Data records
####
// Copyright (c) 2023, 2024 Frank Fischer <frank-fischer@shadow-soft.de>
// Copyright (c) 2026 The rs-netopt developers
//
// This program is free software: you can redistribute it and/or
// modify it under the terms of the GNU General Public License as
// published by the Free Software Foundation, either version 3 of the
// License, or (at your option) any later version.
//
// This program is distributed in the hope that it will be useful, but
// WITHOUT ANY WARRANTY; without even the implied warranty of
// MERCHANTABILITY or FITNESS FOR A PARTICULAR PURPOSE.  See the GNU
// General Public License for more details.
//
// You should have received a copy of the GNU General Public License
// along with this program.  If not, see  <http://www.gnu.org/licenses/>
//

//! Minimum Cost Flow algorithms.

use serde_derive::{Deserialize, Serialize};
use std::fmt;

pub mod ssp;
pub use self::ssp::{min_cost_flow, MinCostFlow};

/// The outcome of an optimization run.
#[derive(Clone, Copy, PartialEq, Eq, Debug, Serialize, Deserialize)]
#[serde(rename_all = "kebab-case")]
pub enum SolutionState {
    /// Unknown state, the problem has not been solved, yet
    Unknown,
    /// The problem has been solved to optimality
    Optimal,
    /// The problem is infeasible
    Infeasible,
    /// The problem is unbounded
    Unbounded,
}

impl Default for SolutionState {
    fn default() -> Self {
        SolutionState::Unknown
    }
}

impl fmt::Display for SolutionState {
    fn fmt(&self, f: &mut fmt::Formatter) -> fmt::Result {
        let s = match self {
            SolutionState::Unknown => "unknown",
            SolutionState::Optimal => "optimal",
            SolutionState::Infeasible => "infeasible",
            SolutionState::Unbounded => "unbounded",
        };
        write!(f, "{}", s)
    }
}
####
Exercise directions - Return exactly, and only, the lines above starting at the line that contains "any later version." and ending at the line that contains "pub mod ssp;".

Answer space -
// License, or (at your option) any later version.
//
// This program is distributed in the hope that it will be useful, but
// WITHOUT ANY WARRANTY; without even the implied warranty of
// MERCHANTABILITY or FITNESS FOR A PARTICULAR PURPOSE.  See the GNU
// General Public License for more details.
//
// You should have received a copy of the GNU General Public License
// along with this program.  If not, see  <http://www.gnu.org/licenses/>
//

//! Minimum Cost Flow algorithms.

use serde_derive::{Deserialize, Serialize};
use std::fmt;

pub mod ssp;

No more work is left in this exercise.